--- What this task involves ---
Return the lines below that contain the word "System".

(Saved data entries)
#####

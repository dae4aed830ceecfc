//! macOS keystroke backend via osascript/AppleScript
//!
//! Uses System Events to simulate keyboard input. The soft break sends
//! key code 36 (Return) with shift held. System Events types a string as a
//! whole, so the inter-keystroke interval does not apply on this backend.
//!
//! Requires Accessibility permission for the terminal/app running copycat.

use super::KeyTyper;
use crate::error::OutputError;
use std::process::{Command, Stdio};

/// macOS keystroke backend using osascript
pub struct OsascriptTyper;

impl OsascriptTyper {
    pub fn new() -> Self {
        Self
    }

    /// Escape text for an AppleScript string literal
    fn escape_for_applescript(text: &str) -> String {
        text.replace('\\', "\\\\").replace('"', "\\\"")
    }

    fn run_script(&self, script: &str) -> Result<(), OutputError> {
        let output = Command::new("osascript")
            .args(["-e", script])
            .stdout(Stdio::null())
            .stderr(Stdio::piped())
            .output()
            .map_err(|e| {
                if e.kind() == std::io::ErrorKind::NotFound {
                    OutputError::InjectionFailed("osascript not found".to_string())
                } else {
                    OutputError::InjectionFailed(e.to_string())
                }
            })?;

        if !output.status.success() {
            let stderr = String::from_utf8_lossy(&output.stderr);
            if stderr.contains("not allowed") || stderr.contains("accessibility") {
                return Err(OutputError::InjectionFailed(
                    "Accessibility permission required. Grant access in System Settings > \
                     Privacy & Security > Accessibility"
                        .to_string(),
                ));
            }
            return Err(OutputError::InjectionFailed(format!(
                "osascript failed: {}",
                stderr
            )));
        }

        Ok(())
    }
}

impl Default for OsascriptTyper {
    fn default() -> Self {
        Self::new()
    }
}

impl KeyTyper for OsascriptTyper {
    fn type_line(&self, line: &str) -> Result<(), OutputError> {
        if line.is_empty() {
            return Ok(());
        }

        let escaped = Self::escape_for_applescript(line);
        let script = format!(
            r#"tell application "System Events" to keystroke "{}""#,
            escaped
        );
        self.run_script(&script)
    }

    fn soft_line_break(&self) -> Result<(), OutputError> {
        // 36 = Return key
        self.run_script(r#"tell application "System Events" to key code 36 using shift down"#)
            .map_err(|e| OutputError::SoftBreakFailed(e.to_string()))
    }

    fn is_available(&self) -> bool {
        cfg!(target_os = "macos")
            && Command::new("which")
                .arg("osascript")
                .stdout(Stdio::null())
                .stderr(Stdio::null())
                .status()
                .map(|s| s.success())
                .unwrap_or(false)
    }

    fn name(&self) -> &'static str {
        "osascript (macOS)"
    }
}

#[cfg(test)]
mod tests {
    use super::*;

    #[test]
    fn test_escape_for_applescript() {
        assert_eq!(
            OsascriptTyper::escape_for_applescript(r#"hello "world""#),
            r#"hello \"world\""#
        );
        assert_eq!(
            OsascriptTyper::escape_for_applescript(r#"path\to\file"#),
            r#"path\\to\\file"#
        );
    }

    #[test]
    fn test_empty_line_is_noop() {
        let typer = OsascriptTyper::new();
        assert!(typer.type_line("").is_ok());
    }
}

#####

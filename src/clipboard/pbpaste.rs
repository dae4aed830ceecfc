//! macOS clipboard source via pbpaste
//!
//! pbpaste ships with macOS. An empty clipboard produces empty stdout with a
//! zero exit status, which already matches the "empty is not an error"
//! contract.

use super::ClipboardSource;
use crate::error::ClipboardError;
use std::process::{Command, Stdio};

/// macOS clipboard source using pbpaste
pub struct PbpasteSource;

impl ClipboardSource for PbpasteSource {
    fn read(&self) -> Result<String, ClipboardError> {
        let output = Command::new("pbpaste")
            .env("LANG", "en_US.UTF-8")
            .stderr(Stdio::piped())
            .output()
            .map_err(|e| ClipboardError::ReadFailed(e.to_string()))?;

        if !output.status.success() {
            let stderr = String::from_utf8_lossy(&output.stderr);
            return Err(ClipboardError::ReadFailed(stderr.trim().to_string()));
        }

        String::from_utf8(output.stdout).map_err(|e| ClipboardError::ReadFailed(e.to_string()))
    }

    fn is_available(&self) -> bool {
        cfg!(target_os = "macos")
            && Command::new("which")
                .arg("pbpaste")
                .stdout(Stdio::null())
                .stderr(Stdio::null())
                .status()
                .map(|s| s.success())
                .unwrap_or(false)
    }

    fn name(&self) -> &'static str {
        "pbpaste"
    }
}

#####

--- Expected output ---
//! Uses System Events to simulate keyboard input. The soft break sends
//! key code 36 (Return) with shift held. System Events types a string as a
                    "Accessibility permission required. Grant access in System Settings > \
            r#"tell application "System Events" to keystroke "{}""#,
        self.run_script(r#"tell application "System Events" to key code 36 using shift down"#)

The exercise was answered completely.